Corrosion protection of carbon steel by water-borne resin modified by reduced-graphene oxide

IF 6.5 2区材料科学 Q1 CHEMISTRY, APPLIED

Progress in Organic Coatings

Pub Date : 2025-02-14 DOI: 10.1016/j.porgcoat.2025.109148

R. Figueroa, B. Díaz, X.R. Nóvoa, C. Pérez

A significant constraint concerning the utilisation of reduced graphene oxide (rGO) as pigment in water-based resins resides in its pronounced tendency to agglomerate. The present study proposes the employment of sodium cholate (NaCh) not solely as a dispersant but also as a green reducing agent of graphene oxide. The stability of the suspension was validated through zeta potential measurements, and functionalised rGO nanosheets with an approximative size of 500 nm were confirmed.

The barrier properties of the doped films were evaluated by electrochemical impedance spectroscopy, both on the free films and on those applied on carbon steel. The results obtained from both experiments demonstrated a consistent pattern.

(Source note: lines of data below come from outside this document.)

//! `campus`: drive the reputation engine against a SQLite file.
//!
//! # Usage
//!
//! ```text
//! campus user add Ada
//! campus post <user-id> "hello world"
//! campus --config campus.toml notifications list <user-id>
//! ```
//!
//! Every command prints its result as JSON.

mod commands;

use std::path::{Path, PathBuf};

use anyhow::Context as _;
use campus_engine::EngineConfig;
use campus_store_sqlite::SqliteStore;
use clap::Parser;
use serde::Deserialize;
use tracing::level_filters::LevelFilter;
use tracing_subscriber::EnvFilter;

use crate::commands::Command;

#[derive(Parser, Debug)]
#[command(name = "campus", version, about = "Campus reputation engine")]
struct Cli {
  /// Path to the TOML configuration file.
  #[arg(short, long, default_value = "campus.toml")]
  config: PathBuf,

  #[command(subcommand)]
  command: Command,
}

/// Shape of the configuration file and `CAMPUS_*` environment.
#[derive(Debug, Deserialize)]
struct CliConfig {
  store_path: PathBuf,
  #[serde(default)]
  engine:     EngineConfig,
}

#[tokio::main]
async fn main() -> anyhow::Result<()> {
  // Logs go to stderr so stdout stays parseable.
  tracing_subscriber::fmt()
    .with_writer(std::io::stderr)
    .with_env_filter(
      EnvFilter::builder()
        .with_default_directive(LevelFilter::INFO.into())
        .from_env_lossy(),
    )
    .init();

  let cli = Cli::parse();

  let settings = config::Config::builder()
    .set_default("store_path", "campus.db")
    .context("failed to set config defaults")?
    .add_source(config::File::from(cli.config).required(false))
    .add_source(
      config::Environment::with_prefix("CAMPUS")
        .prefix_separator("_")
        .separator("__")
        .try_parsing(true),
    )
    .build()
    .context("failed to read config file")?;

  let cfg: CliConfig = settings
    .try_deserialize()
    .context("failed to deserialise CliConfig")?;

  let store_path = expand_tilde(&cfg.store_path);
  let store = SqliteStore::open(&store_path)
    .await
    .with_context(|| format!("failed to open store at {store_path:?}"))?;

  let output = commands::run(cli.command, store, cfg.engine).await?;
  println!(
    "{}",
    serde_json::to_string_pretty(&output).context("failed to encode output")?
  );

  Ok(())
}

/// Expand a leading `~` to the user's home directory.
fn expand_tilde(path: &Path) -> PathBuf {
  let s = path.to_string_lossy();
  if let Some(rest) = s.strip_prefix("~/")
    && let Ok(home) = std::env::var("HOME")
  {
    return PathBuf::from(home).join(rest);
  }
  path.to_path_buf()
}

#[cfg(test)]
mod tests {
  use super::*;

  #[test]
  fn tilde_expands_to_home() {
    let Ok(home) = std::env::var("HOME") else { return };
    assert_eq!(expand_tilde(Path::new("~/campus.db")), PathBuf::from(home).join("campus.db"));
    assert_eq!(expand_tilde(Path::new("/tmp/campus.db")), PathBuf::from("/tmp/campus.db"));
  }

  #[test]
  fn commands_parse() {
    let cli = Cli::try_parse_from([
      "campus",
      "vote",
      "00000000-0000-0000-0000-000000000001",
      "post",
      "00000000-0000-0000-0000-000000000002",
      "-1",
    ])
    .unwrap();
    assert!(matches!(cli.command, Command::Vote { value: -1, .. }));

    let cli = Cli::try_parse_from(["campus", "-c", "other.toml", "user", "add", "Ada"]).unwrap();
    assert_eq!(cli.config, PathBuf::from("other.toml"));
  }
}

Very high impedance values were obtained for undoped resin and when doped with 0.05 wt%, 0.1 wt% and 0.2 wt% rGO, confirming the uniform dispersion of the particles within the resin. A model was developed to analyse the electrolyte uptake in the free films, which accounted for the heterogeneity of the films, with two clearly differentiated kinetics. When these films were applied on carbon steel, they also exhibited good barrier properties in 0.6 M NaCl during long immersion periods. In a more aggressive medium, a 5 M HNO₃ solution, the best performance was observed for the resin doped with 0.1 wt% and 0.2 wt% rGO, presumably due to the chemical resistance of the rGO.

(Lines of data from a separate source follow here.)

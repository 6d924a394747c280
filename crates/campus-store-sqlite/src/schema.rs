//! SQL schema for the campus SQLite store.
//!
//! Executed once at connection startup. Future migrations will be gated on
//! `PRAGMA user_version`.

/// Full schema DDL; idempotent thanks to `CREATE TABLE IF NOT EXISTS`.
pub const SCHEMA: &str = "
PRAGMA journal_mode = WAL;
PRAGMA foreign_keys = ON;

CREATE TABLE IF NOT EXISTS users (
    user_id       TEXT PRIMARY KEY,
    display_name  TEXT NOT NULL,
    role          TEXT NOT NULL DEFAULT 'user',  -- 'user' | 'moderator' | 'admin'
    points        INTEGER NOT NULL DEFAULT 0 CHECK (points >= 0),
    level         INTEGER NOT NULL DEFAULT 1 CHECK (level >= 1),
    created_at    TEXT NOT NULL
);

-- One row per applied award; the key makes redelivered events harmless.
CREATE TABLE IF NOT EXISTS point_awards (
    user_id      TEXT NOT NULL REFERENCES users(user_id),
    action       TEXT NOT NULL,
    subject_key  TEXT NOT NULL,
    points       INTEGER NOT NULL,
    awarded_at   TEXT NOT NULL,
    PRIMARY KEY (user_id, action, subject_key)
);

-- Posts, comments, questions and answers.
CREATE TABLE IF NOT EXISTS contents (
    content_id          TEXT PRIMARY KEY,
    kind                TEXT NOT NULL,   -- 'post' | 'comment' | 'question' | 'answer'
    owner_id            TEXT NOT NULL REFERENCES users(user_id),
    parent_id           TEXT REFERENCES contents(content_id),
    body                TEXT NOT NULL,
    accepted_answer_id  TEXT REFERENCES contents(content_id),
    created_at          TEXT NOT NULL
);

-- Live documents and their archived snapshots in one table.
-- Live rows have head_id NULL; archived rows are never updated.
CREATE TABLE IF NOT EXISTS documents (
    document_id     TEXT PRIMARY KEY,
    owner_id        TEXT NOT NULL REFERENCES users(user_id),
    title           TEXT NOT NULL,
    description     TEXT,
    file_url        TEXT NOT NULL,
    file_type       TEXT NOT NULL,
    file_size       INTEGER NOT NULL,
    version         INTEGER NOT NULL CHECK (version >= 1),
    parent_id       TEXT REFERENCES documents(document_id),
    head_id         TEXT REFERENCES documents(document_id),
    quality_status  TEXT NOT NULL DEFAULT 'PENDING',
    created_at      TEXT NOT NULL,
    updated_at      TEXT NOT NULL
);

CREATE TABLE IF NOT EXISTS notifications (
    notification_id  TEXT PRIMARY KEY,
    owner_id         TEXT NOT NULL REFERENCES users(user_id),
    kind             TEXT NOT NULL,   -- 'SYSTEM' | 'DAILY' | 'LIKE' | 'COMMENT' | 'FOLLOW'
    content          TEXT NOT NULL,
    link             TEXT,
    is_read          INTEGER NOT NULL DEFAULT 0,
    created_at       TEXT NOT NULL
);

-- Presence of a row is the reacted state.
CREATE TABLE IF NOT EXISTS reactions (
    reaction     TEXT NOT NULL,   -- 'like' | 'bookmark'
    actor_id     TEXT NOT NULL REFERENCES users(user_id),
    target_kind  TEXT NOT NULL,
    target_id    TEXT NOT NULL,
    created_at   TEXT NOT NULL,
    PRIMARY KEY (reaction, actor_id, target_kind, target_id)
);

CREATE TABLE IF NOT EXISTS votes (
    actor_id     TEXT NOT NULL REFERENCES users(user_id),
    target_kind  TEXT NOT NULL,
    target_id    TEXT NOT NULL,
    value        INTEGER NOT NULL CHECK (value IN (-1, 1)),
    updated_at   TEXT NOT NULL,
    PRIMARY KEY (actor_id, target_kind, target_id)
);

-- user_a < user_b; lookups still check both orderings.
CREATE TABLE IF NOT EXISTS conversations (
    conversation_id  TEXT PRIMARY KEY,
    user_a           TEXT NOT NULL REFERENCES users(user_id),
    user_b           TEXT NOT NULL REFERENCES users(user_id),
    created_at       TEXT NOT NULL,
    UNIQUE (user_a, user_b),
    CHECK  (user_a != user_b)
);

CREATE INDEX IF NOT EXISTS contents_parent_idx      ON contents(parent_id);
CREATE INDEX IF NOT EXISTS documents_head_idx       ON documents(head_id);
CREATE INDEX IF NOT EXISTS notifications_owner_idx  ON notifications(owner_id, created_at);
CREATE INDEX IF NOT EXISTS reactions_target_idx     ON reactions(target_kind, target_id, reaction);
CREATE INDEX IF NOT EXISTS votes_target_idx         ON votes(target_kind, target_id);

PRAGMA user_version = 1;
";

The highest concentration, 0.5 wt% rGO, exhibited a rapid decrease in impedance values from the initial immersion time. This behaviour was attributed to the disruption of the polymeric network formation by the high amount of particles, resulting in a defective film. To facilitate the interpretation of the impedance spectra recorded for 0.5 wt% rGO, the Distribution of Relaxation Times (DRT) approach was employed, resulting in the proposal of a novel electrical equivalent circuit.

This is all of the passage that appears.